Task requirements:
Read each line of the material and note whether it contains "started". Give the number of such lines and nothing else.

======== Data for analysis

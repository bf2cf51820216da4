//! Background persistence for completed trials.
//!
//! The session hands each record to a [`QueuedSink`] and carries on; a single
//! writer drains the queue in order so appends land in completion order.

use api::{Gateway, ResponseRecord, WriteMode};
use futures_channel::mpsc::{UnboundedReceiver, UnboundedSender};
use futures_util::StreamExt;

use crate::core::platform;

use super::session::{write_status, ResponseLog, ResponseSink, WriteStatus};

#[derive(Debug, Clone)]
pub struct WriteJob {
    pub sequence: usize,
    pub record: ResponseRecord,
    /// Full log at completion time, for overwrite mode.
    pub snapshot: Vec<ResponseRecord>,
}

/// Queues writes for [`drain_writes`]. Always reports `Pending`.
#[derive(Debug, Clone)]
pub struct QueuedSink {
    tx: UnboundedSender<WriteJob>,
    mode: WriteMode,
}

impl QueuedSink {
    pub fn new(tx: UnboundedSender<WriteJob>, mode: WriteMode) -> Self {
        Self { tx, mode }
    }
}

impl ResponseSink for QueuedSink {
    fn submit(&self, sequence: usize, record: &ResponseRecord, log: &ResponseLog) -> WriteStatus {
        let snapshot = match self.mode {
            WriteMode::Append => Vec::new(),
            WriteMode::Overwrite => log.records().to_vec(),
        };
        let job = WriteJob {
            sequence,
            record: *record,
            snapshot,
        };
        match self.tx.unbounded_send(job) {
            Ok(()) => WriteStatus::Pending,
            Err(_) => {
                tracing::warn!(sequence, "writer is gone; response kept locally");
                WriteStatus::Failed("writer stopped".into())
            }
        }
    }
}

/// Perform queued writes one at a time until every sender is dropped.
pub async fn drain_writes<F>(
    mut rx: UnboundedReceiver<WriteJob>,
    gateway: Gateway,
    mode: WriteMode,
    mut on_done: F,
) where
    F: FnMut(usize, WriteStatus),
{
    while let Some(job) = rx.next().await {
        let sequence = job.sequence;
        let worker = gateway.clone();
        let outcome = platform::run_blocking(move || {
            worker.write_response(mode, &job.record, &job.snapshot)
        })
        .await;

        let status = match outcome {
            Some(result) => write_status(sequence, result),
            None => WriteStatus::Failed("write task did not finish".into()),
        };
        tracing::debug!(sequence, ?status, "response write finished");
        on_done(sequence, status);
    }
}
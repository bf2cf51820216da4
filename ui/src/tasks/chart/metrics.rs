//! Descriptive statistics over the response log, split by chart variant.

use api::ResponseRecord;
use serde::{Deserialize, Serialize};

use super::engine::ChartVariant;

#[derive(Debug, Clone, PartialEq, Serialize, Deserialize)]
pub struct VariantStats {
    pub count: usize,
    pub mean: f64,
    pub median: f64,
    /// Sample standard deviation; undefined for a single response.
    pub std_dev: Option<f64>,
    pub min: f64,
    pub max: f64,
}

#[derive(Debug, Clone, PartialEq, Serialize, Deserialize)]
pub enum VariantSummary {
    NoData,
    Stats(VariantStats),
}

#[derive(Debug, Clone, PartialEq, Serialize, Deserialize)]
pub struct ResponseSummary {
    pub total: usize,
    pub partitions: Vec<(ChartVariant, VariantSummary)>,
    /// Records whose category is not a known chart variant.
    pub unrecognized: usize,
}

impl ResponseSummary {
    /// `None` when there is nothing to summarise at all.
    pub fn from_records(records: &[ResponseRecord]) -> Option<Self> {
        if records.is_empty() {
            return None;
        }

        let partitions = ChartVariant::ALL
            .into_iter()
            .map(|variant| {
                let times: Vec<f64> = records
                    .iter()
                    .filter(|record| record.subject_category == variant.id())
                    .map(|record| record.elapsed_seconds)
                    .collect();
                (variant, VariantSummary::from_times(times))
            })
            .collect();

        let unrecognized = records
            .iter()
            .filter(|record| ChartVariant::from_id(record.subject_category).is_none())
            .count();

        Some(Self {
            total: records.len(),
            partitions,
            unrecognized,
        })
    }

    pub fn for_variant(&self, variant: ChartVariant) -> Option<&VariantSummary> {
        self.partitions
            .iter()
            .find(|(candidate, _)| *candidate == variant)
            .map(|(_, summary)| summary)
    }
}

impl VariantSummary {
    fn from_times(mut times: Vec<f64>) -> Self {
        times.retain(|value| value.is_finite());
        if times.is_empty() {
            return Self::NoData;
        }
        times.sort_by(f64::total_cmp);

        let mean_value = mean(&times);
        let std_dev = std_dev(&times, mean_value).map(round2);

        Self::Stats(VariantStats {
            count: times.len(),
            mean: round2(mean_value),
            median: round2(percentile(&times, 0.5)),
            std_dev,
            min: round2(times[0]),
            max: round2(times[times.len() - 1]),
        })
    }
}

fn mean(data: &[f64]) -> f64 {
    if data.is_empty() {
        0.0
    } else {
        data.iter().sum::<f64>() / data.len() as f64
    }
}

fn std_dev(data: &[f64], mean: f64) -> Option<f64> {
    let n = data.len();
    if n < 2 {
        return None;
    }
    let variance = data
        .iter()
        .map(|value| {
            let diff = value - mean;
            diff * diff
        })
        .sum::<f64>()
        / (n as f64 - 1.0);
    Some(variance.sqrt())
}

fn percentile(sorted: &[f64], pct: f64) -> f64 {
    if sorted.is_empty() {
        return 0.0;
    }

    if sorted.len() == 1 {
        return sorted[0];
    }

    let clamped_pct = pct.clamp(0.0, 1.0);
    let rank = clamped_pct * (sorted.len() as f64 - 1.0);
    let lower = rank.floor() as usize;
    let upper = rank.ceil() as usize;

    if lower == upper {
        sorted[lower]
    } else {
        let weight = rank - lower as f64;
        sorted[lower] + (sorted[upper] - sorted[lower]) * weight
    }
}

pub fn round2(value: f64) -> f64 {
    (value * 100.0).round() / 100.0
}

================
======== Data for analysis

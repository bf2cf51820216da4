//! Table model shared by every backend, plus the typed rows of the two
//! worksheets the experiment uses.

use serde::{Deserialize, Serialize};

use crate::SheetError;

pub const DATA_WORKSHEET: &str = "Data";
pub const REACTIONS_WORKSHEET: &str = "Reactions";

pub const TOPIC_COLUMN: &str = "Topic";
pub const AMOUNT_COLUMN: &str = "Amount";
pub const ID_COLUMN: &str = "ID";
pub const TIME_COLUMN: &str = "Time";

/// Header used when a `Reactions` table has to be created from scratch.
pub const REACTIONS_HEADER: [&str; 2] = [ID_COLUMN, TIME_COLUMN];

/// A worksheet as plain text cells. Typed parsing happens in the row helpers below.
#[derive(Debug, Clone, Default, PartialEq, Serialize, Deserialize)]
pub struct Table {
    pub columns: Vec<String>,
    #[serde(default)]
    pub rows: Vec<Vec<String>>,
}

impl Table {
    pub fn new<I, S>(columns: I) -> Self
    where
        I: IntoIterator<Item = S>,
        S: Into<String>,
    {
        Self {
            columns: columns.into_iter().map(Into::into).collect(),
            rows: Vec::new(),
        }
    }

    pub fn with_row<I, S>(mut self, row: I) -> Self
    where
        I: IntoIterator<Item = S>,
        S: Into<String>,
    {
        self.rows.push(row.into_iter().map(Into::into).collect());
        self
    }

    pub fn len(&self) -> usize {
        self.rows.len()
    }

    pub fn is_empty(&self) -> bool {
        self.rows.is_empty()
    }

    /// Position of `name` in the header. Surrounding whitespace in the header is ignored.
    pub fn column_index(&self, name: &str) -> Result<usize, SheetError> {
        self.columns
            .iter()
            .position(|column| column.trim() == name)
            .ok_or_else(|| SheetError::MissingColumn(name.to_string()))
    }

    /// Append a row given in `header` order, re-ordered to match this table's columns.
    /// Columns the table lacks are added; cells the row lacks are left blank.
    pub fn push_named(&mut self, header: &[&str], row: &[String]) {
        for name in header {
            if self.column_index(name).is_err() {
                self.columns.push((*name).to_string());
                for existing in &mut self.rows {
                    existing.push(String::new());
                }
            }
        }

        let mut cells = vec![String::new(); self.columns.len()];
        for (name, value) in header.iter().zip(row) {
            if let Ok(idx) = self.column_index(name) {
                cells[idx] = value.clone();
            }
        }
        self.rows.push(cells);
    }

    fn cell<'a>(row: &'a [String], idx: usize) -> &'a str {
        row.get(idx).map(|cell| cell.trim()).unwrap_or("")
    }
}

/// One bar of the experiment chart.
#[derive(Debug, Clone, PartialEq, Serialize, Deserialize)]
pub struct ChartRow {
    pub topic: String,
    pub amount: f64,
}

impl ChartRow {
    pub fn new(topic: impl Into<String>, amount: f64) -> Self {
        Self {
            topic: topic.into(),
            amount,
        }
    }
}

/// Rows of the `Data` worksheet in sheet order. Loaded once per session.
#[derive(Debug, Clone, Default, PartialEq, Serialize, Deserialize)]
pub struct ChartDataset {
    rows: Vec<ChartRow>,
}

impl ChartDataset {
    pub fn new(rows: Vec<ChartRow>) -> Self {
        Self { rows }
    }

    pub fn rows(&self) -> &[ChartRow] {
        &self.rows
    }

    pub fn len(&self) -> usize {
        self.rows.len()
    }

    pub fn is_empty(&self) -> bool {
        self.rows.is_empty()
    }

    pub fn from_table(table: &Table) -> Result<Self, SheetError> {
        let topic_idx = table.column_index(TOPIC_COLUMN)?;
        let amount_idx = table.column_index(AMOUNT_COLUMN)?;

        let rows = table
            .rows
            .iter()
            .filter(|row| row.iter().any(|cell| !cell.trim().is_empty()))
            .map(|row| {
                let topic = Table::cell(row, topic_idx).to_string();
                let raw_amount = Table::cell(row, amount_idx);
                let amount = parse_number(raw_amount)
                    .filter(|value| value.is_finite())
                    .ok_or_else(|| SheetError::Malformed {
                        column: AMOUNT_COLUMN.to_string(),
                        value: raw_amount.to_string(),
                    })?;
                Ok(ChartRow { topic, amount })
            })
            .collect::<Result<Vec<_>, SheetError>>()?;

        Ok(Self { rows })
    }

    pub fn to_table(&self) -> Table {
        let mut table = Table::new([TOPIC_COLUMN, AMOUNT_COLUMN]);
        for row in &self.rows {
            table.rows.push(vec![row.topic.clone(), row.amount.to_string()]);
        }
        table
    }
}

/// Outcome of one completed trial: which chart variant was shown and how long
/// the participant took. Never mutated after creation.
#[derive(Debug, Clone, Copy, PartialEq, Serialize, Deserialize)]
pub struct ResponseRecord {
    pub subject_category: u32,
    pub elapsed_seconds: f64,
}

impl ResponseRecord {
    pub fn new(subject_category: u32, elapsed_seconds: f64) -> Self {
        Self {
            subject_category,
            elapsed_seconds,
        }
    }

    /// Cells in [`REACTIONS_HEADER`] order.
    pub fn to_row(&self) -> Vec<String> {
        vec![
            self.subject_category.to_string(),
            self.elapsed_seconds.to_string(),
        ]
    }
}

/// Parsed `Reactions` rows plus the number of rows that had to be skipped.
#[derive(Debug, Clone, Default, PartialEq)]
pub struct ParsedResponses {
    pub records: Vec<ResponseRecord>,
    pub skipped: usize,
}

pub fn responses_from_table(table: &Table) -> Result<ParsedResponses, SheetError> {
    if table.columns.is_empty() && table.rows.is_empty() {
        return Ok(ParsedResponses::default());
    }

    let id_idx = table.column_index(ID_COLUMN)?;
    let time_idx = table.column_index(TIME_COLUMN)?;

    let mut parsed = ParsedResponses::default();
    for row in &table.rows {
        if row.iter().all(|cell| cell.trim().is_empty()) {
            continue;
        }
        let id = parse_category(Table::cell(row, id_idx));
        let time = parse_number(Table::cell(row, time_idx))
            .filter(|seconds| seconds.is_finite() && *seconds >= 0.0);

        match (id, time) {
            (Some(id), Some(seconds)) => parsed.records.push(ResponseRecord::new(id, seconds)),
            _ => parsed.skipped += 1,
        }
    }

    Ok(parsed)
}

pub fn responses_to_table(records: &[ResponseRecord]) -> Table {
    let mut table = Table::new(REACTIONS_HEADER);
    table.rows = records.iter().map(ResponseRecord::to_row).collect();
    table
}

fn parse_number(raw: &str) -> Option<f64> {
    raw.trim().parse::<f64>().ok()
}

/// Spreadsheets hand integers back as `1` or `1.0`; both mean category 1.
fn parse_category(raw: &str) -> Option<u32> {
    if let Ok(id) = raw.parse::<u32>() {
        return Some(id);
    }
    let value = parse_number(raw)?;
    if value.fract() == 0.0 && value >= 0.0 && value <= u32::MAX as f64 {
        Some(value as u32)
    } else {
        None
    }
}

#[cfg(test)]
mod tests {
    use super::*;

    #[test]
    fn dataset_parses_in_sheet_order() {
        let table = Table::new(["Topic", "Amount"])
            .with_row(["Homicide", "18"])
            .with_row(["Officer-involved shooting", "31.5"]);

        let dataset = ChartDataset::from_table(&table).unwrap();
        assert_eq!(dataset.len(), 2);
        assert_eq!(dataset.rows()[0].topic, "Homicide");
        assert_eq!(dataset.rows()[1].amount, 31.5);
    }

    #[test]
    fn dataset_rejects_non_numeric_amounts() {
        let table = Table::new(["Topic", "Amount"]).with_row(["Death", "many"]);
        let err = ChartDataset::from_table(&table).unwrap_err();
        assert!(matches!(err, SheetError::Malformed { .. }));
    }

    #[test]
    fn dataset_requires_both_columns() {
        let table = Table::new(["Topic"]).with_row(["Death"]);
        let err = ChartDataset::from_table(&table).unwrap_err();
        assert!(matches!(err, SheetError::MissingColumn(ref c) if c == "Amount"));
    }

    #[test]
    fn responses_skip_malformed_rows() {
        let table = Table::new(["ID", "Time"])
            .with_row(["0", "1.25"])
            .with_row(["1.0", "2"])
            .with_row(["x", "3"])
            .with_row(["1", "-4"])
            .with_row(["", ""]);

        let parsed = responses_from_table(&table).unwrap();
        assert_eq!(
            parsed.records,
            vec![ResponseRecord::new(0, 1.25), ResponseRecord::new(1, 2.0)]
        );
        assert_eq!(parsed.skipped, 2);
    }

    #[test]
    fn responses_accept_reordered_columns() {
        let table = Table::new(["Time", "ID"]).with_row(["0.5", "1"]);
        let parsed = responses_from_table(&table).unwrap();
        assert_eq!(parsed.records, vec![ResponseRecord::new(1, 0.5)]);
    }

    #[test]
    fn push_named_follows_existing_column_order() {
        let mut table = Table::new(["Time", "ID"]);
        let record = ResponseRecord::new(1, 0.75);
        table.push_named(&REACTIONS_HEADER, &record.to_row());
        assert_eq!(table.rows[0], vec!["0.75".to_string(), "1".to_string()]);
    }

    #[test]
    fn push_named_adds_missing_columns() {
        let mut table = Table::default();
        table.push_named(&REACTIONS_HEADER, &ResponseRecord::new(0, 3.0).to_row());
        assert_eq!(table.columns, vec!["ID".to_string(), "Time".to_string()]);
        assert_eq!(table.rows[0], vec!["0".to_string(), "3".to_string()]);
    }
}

================
======== Data for analysis

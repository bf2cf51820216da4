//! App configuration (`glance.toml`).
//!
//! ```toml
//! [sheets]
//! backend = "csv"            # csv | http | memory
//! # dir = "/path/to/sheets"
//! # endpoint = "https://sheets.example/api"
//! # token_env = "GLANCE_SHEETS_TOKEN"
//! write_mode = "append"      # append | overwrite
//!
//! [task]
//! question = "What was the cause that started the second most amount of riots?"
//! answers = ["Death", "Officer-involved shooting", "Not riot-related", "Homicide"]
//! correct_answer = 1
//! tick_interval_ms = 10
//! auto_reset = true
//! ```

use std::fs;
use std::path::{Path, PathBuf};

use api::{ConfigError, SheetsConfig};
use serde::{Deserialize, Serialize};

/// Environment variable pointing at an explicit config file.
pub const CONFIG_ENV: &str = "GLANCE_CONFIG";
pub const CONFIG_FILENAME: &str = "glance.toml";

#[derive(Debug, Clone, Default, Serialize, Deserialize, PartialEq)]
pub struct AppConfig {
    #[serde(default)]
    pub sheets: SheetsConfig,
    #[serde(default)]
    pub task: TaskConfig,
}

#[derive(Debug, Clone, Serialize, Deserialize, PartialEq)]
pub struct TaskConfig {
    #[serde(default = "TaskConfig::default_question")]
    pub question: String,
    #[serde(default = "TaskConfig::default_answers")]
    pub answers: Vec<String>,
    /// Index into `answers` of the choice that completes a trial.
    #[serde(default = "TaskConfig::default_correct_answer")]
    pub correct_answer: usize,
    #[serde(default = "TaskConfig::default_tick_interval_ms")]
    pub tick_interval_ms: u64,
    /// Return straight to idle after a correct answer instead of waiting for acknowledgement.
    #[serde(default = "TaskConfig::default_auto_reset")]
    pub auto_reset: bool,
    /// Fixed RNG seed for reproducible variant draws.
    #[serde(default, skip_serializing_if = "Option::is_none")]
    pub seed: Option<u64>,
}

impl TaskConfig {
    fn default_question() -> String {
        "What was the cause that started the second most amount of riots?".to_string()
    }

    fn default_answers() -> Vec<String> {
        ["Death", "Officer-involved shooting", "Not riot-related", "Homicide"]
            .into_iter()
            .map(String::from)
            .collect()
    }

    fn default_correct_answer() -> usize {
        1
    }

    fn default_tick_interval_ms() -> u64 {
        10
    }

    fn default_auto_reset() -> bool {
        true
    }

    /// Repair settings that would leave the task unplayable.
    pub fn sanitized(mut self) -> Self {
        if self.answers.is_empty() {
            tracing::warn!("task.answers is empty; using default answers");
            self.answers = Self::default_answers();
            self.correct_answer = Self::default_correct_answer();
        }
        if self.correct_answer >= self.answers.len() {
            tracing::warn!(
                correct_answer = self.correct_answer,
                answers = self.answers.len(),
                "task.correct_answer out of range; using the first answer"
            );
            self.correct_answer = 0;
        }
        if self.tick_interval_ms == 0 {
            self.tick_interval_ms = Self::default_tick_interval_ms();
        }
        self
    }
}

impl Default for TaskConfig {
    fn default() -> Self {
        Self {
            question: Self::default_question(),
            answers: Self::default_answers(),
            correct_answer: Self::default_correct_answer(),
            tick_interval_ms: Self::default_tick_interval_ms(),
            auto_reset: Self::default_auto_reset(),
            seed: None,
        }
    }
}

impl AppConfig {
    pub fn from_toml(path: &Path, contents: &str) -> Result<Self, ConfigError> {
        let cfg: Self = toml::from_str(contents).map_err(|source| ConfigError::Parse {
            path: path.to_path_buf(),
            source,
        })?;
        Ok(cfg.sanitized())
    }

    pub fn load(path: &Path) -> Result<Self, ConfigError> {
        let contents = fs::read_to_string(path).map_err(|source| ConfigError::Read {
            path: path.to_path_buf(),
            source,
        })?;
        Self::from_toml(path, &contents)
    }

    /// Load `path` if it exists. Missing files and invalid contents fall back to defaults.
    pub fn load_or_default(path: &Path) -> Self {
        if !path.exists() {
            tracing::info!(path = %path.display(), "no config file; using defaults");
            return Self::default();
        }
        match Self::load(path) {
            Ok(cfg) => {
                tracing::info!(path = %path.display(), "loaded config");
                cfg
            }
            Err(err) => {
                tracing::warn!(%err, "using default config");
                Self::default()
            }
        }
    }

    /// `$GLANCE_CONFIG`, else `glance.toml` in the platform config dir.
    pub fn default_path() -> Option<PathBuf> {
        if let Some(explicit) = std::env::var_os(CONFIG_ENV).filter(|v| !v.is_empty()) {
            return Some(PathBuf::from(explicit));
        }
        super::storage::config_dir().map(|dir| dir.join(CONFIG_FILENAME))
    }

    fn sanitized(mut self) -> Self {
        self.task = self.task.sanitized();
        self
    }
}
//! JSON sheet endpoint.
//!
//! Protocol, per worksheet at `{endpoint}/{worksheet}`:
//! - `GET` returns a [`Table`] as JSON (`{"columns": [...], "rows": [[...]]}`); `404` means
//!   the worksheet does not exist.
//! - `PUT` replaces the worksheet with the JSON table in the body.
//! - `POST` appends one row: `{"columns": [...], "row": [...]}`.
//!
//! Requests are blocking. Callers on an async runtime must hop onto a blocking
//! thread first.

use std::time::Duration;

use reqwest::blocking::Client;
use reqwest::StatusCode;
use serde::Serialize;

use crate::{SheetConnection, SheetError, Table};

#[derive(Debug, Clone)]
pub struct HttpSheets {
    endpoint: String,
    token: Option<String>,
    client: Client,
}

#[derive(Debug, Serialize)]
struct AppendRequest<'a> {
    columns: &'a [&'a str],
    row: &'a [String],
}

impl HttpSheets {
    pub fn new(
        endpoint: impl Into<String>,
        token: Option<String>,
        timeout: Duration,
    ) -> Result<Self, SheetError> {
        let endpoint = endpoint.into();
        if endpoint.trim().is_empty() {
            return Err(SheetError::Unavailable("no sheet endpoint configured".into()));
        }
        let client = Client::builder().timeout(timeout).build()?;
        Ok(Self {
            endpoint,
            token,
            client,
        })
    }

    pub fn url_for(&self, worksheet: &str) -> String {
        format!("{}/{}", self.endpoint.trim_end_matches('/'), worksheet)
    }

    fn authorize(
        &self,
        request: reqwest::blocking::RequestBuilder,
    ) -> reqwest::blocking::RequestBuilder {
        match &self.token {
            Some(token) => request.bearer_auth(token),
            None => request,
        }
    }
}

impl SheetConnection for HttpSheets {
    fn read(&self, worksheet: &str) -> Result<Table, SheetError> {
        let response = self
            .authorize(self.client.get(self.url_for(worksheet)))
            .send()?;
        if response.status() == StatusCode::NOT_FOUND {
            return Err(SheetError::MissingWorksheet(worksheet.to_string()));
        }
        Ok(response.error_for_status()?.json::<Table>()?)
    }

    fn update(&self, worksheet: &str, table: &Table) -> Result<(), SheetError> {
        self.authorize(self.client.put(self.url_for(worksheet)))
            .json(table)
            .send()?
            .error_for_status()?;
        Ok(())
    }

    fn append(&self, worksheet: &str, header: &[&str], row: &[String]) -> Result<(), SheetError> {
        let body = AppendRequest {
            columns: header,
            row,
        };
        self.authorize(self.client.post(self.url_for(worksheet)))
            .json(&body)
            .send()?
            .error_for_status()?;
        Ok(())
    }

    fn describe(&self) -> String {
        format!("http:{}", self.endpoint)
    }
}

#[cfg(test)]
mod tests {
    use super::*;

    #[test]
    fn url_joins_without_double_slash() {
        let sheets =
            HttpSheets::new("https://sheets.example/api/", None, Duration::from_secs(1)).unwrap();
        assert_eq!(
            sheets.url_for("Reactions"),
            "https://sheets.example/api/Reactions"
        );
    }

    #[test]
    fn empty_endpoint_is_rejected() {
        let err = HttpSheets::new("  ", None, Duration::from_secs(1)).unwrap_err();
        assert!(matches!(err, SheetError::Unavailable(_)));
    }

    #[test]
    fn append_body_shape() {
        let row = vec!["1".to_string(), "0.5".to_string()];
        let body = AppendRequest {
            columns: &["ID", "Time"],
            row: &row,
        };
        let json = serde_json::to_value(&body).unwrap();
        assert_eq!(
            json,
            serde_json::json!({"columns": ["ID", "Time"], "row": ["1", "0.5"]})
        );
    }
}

================

Task answer:
2